Durante las sesiones de hemodiálisis, Héctor comparará todo el tiempo la clínica mexicana, bien equipada y pulcra, con los hospitales cubanos. Otras veces escuchará música, llamará a la familia o se encargará de ver cómo recorrerá la parte del camino que le falta. Fue una amiga quien le recomendó al nuevo coyote. No todos quieren encargarse de un enfermo, pero este se mostró atento, se preocupó por preguntarle qué días le tocaba el tratamiento para calcular el tiempo de su travesía hasta la Ciudad de México. También dio instrucciones a su red de contactos para que llevaran a Héctor a clínicas y farmacias en caso de ser necesario.

“La gente que está dentro de este negocio ve a las personas como una mercancía”, dice el pollero, que habla en condición de anonimato. Sabe que hay muchos abusos y estafas, pero él se considera un tipo “bastante humano y sensible”. “Uno advierte a los familiares o personas que nos contratan de las situaciones que pueden pasar. El caso de Héctor fue muy especial por sus hemodiálisis, y lo tuvimos que considerar”, afirma.

Héctor pensó que no iba a resistir. Salió un viernes en la madrugada de Tapachula con un grupo de 21 cubanos, dominicanos y ecuatorianos. Algunos tramos los hizo en moto, otros en una camioneta. Caminó entre los retenes. El catéter se le despegó más de una vez por el sudor. Los pies estaban tremendamente hinchados.
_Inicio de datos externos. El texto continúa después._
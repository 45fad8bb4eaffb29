//! Session controller: the user-facing operations of the tutor.
//!
//! All mutable session state lives in an explicit [`SessionContext`] that the
//! caller owns and passes in by `&mut`. Holding the only mutable borrow for
//! the duration of [`SessionController::send`] is what guarantees at most one
//! send in flight.

use secrecy::SecretString;
use tokio::sync::watch;
use tracing::{info, warn};

use tutor_types::chat::{ConversationLog, Turn};
use tutor_types::config::TutorConfig;
use tutor_types::error::RepositoryError;
use tutor_types::image::{ImageAttachment, ImageError};
use tutor_types::llm::{LlmError, Tier};
use tutor_types::topic::Topic;

use crate::chat::credential::{CredentialError, CredentialStore};
use crate::chat::store::ConversationStore;
use crate::llm::provider::ProviderFactory;
use crate::llm::request::{RequestError, RequestParams, build_request};
use crate::llm::tiered::{Attempt, Resolution, TieredCompletionOrchestrator};
use crate::storage::kv_store::KvStore;

/// What the session is doing, for loading indicators.
#[derive(Debug, Clone, Copy, PartialEq, Eq, Default)]
pub enum SendPhase {
    #[default]
    Idle,
    /// Waiting on the primary model.
    Thinking,
    /// Primary hit a capacity limit; waiting on the fallback model.
    UsingFallback,
}

/// Why a send was refused before anything was appended or sent.
#[derive(Debug, thiserror::Error)]
pub enum SendRejected {
    #[error("no API key is set")]
    MissingCredential,

    #[error("no topic selected")]
    NoTopic,

    #[error("type a message or attach an image first")]
    EmptyInput,

    #[error(transparent)]
    InvalidImage(RequestError),

    #[error("could not save the message: {0}")]
    Storage(#[from] RepositoryError),
}

/// Errors from the non-send session operations.
#[derive(Debug, thiserror::Error)]
pub enum SessionError {
    #[error("no API key is set")]
    MissingCredential,

    #[error("no topic selected")]
    NoTopic,

    #[error(transparent)]
    Credential(#[from] CredentialError),

    #[error(transparent)]
    Storage(#[from] RepositoryError),

    #[error("could not create the model client: {0}")]
    Provider(#[from] LlmError),

    #[error(transparent)]
    Image(#[from] ImageError),
}

/// Outcome of an accepted send.
#[derive(Debug)]
pub struct SendReport {
    /// The model turn appended to the log (answer or diagnostic).
    pub turn: Turn,
    pub resolution: Resolution,
    pub attempts: Vec<Attempt>,
    /// Set when the model turn could not be written to storage. The turn is
    /// still in the in-memory log.
    pub persist_error: Option<RepositoryError>,
}

/// The topic currently open and its log.
#[derive(Debug)]
struct ActiveTopic {
    topic: Topic,
    log: ConversationLog,
}

/// Mutable state of one tutoring session.
#[derive(Debug)]
pub struct SessionContext {
    credential: Option<SecretString>,
    orchestrator: Option<TieredCompletionOrchestrator>,
    active: Option<ActiveTopic>,
    input: String,
    image: Option<ImageAttachment>,
    phase: watch::Sender<SendPhase>,
}

impl Default for SessionContext {
    fn default() -> Self {
        Self::new()
    }
}

impl SessionContext {
    pub fn new() -> Self {
        let (phase, _) = watch::channel(SendPhase::Idle);
        Self {
            credential: None,
            orchestrator: None,
            active: None,
            input: String::new(),
            image: None,
            phase,
        }
    }

    pub fn credential(&self) -> Option<&SecretString> {
        self.credential.as_ref()
    }

    pub fn has_credential(&self) -> bool {
        self.credential.is_some()
    }

    pub fn active_topic(&self) -> Option<Topic> {
        self.active.as_ref().map(|a| a.topic)
    }

    /// Log of the active topic.
    pub fn log(&self) -> Option<&ConversationLog> {
        self.active.as_ref().map(|a| &a.log)
    }

    pub fn input(&self) -> &str {
        &self.input
    }

    pub fn image(&self) -> Option<&ImageAttachment> {
        self.image.as_ref()
    }

    pub fn phase(&self) -> SendPhase {
        *self.phase.borrow()
    }

    /// Watch phase changes, e.g. to drive a spinner while a send is awaited.
    pub fn subscribe(&self) -> watch::Receiver<SendPhase> {
        self.phase.subscribe()
    }

    fn set_phase(&self, phase: SendPhase) {
        self.phase.send_replace(phase);
    }

    fn clear_pending(&mut self) {
        self.input.clear();
        self.image = None;
    }
}

/// Drives the session: credential, topic selection, and sends.
///
/// Generic over `KvStore` and `ProviderFactory` so tutor-core never depends
/// on tutor-infra.
pub struct SessionController<K: KvStore + Clone, F: ProviderFactory> {
    conversations: ConversationStore<K>,
    credentials: CredentialStore<K>,
    factory: F,
    config: TutorConfig,
}

impl<K: KvStore + Clone, F: ProviderFactory> SessionController<K, F> {
    pub fn new(kv: K, factory: F, config: TutorConfig) -> Self {
        Self {
            conversations: ConversationStore::new(kv.clone()),
            credentials: CredentialStore::new(kv),
            factory,
            config,
        }
    }

    pub fn config(&self) -> &TutorConfig {
        &self.config
    }

    pub fn conversations(&self) -> &ConversationStore<K> {
        &self.conversations
    }

    // --- Credential ---

    /// Load a previously saved credential. Returns whether one was found.
    pub async fn restore(&self, ctx: &mut SessionContext) -> Result<bool, SessionError> {
        match self.credentials.load().await? {
            Some(secret) => {
                self.install_credential(ctx, secret)?;
                Ok(true)
            }
            None => Ok(false),
        }
    }

    /// Trim, persist, and activate a new credential.
    pub async fn save_credential(
        &self,
        ctx: &mut SessionContext,
        raw: &str,
    ) -> Result<(), SessionError> {
        let secret = self.credentials.save(raw).await?;
        self.install_credential(ctx, secret)
    }

    /// Forget the credential. Also closes the active topic; stored logs stay.
    pub async fn clear_credential(&self, ctx: &mut SessionContext) -> Result<(), SessionError> {
        self.credentials.clear().await?;
        ctx.credential = None;
        ctx.orchestrator = None;
        ctx.active = None;
        ctx.clear_pending();
        ctx.set_phase(SendPhase::Idle);
        Ok(())
    }

    fn install_credential(
        &self,
        ctx: &mut SessionContext,
        secret: SecretString,
    ) -> Result<(), SessionError> {
        let provider = self.factory.create(&secret)?;
        ctx.orchestrator = Some(TieredCompletionOrchestrator::new(
            provider,
            self.config.primary_model.clone(),
            self.config.fallback_model.clone(),
        ));
        ctx.credential = Some(secret);
        Ok(())
    }

    // --- Topics ---

    /// Open `topic`, loading its stored log. Any pending image is dropped.
    pub async fn select_topic(
        &self,
        ctx: &mut SessionContext,
        topic: Topic,
    ) -> Result<(), SessionError> {
        if !ctx.has_credential() {
            return Err(SessionError::MissingCredential);
        }
        let log = self.conversations.load(topic).await?;
        info!(topic = %topic, turns = log.len(), "Topic selected");
        ctx.active = Some(ActiveTopic { topic, log });
        ctx.image = None;
        ctx.set_phase(SendPhase::Idle);
        Ok(())
    }

    /// Return to the topic catalog. The log stays in storage.
    pub fn leave_topic(&self, ctx: &mut SessionContext) {
        ctx.active = None;
        ctx.clear_pending();
    }

    /// Wipe the active topic's log.
    pub async fn clear_history(&self, ctx: &mut SessionContext) -> Result<(), SessionError> {
        let active = ctx.active.as_mut().ok_or(SessionError::NoTopic)?;
        self.conversations.clear(active.topic, &mut active.log).await?;
        info!(topic = %active.topic, "History cleared");
        Ok(())
    }

    // --- Pending input ---

    pub fn set_input(&self, ctx: &mut SessionContext, text: impl Into<String>) {
        ctx.input = text.into();
    }

    /// Attach an image to the next send, enforcing the configured limit.
    pub fn attach_image(
        &self,
        ctx: &mut SessionContext,
        image: ImageAttachment,
    ) -> Result<(), SessionError> {
        let limit = self.config.image_limit();
        if image.size() > limit {
            return Err(ImageError::TooLarge {
                size: image.size(),
                max: limit,
            }
            .into());
        }
        ctx.image = Some(image);
        Ok(())
    }

    pub fn detach_image(&self, ctx: &mut SessionContext) {
        ctx.image = None;
    }

    // --- Send ---

    /// Send the pending input (text and/or image) on the active topic.
    ///
    /// On acceptance the user turn is appended and the pending input cleared
    /// before any network call. The call always ends with exactly one model
    /// turn appended and the phase back at `Idle`.
    pub async fn send(&self, ctx: &mut SessionContext) -> Result<SendReport, SendRejected> {
        if ctx.orchestrator.is_none() {
            return Err(SendRejected::MissingCredential);
        }
        let Some(topic) = ctx.active_topic() else {
            return Err(SendRejected::NoTopic);
        };
        if ctx.input.trim().is_empty() && ctx.image.is_none() {
            return Err(SendRejected::EmptyInput);
        }

        let instruction = self.config.instruction_for(topic);
        let params = RequestParams {
            model: &self.config.primary_model,
            system_instruction: &instruction,
            temperature: self.config.temperature,
        };

        let SessionContext {
            orchestrator,
            active,
            input,
            image,
            phase,
            ..
        } = ctx;
        let (Some(orchestrator), Some(active)) = (orchestrator.as_ref(), active.as_mut()) else {
            return Err(SendRejected::NoTopic);
        };

        // History must exclude the turn being sent.
        let request = build_request(params, &active.log, input.as_str(), image.as_ref())
            .map_err(SendRejected::InvalidImage)?;

        self.conversations
            .append(topic, &mut active.log, Turn::user(input.clone(), image.clone()))
            .await?;
        input.clear();
        *image = None;

        phase.send_replace(SendPhase::Thinking);
        let completion = orchestrator
            .complete(&request, |tier| {
                if tier == Tier::Fallback {
                    phase.send_replace(SendPhase::UsingFallback);
                }
            })
            .await;

        let persist_error = match self
            .conversations
            .append(topic, &mut active.log, completion.turn.clone())
            .await
        {
            Ok(()) => None,
            Err(e) => {
                warn!(topic = %topic, error = %e, "Could not persist model turn");
                active.log.push(completion.turn.clone());
                Some(e)
            }
        };
        phase.send_replace(SendPhase::Idle);

        Ok(SendReport {
            turn: completion.turn,
            resolution: completion.resolution,
            attempts: completion.attempts,
            persist_error,
        })
    }
}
—En un momento me desplomé, pero otro cubano me cogió por el brazo y me dijo: ‘Vamos, que tú tienes que llegar’.

Con sus últimas fuerzas, llegó a Ciudad de México, donde fue rápidamente llevado a una clínica. Una vez recuperado, el coyote buscó la vía más rápida, segura y cómoda de trasladarlo hasta la frontera de Mexicali. En la madrugada del 4 de diciembre de 2023, el día que iba a cruzar a Estados Unidos, Héctor creyó que se moría. Atravesó un campo de algodón, un fangal, trepó una escalera improvisada para escalar el muro fronterizo y, con una soga, se dejó caer del otro lado.

—Levanté la vista a mi alrededor y me dije: ‘Coño, lo logré, aquí estoy’. Cuando la patrulla fronteriza se acercó, Héctor les mostró el catéter y pidió ayuda urgente.

Ha pasado un año desde que los agentes trasladaron a Héctor a un hospital cercano. Un año de que solicitara asilo político, se asentara en la Florida, le otorgaran un seguro de Medicaid, retomara sus tratamientos de hemodiálisis y recuperara energías. Ahora se prepara para someterse a un trasplante de riñón en el Instituto de Trasplantes de Miami (MTI). Sabe que el próximo viaje es largo. Tiene la mochila lista.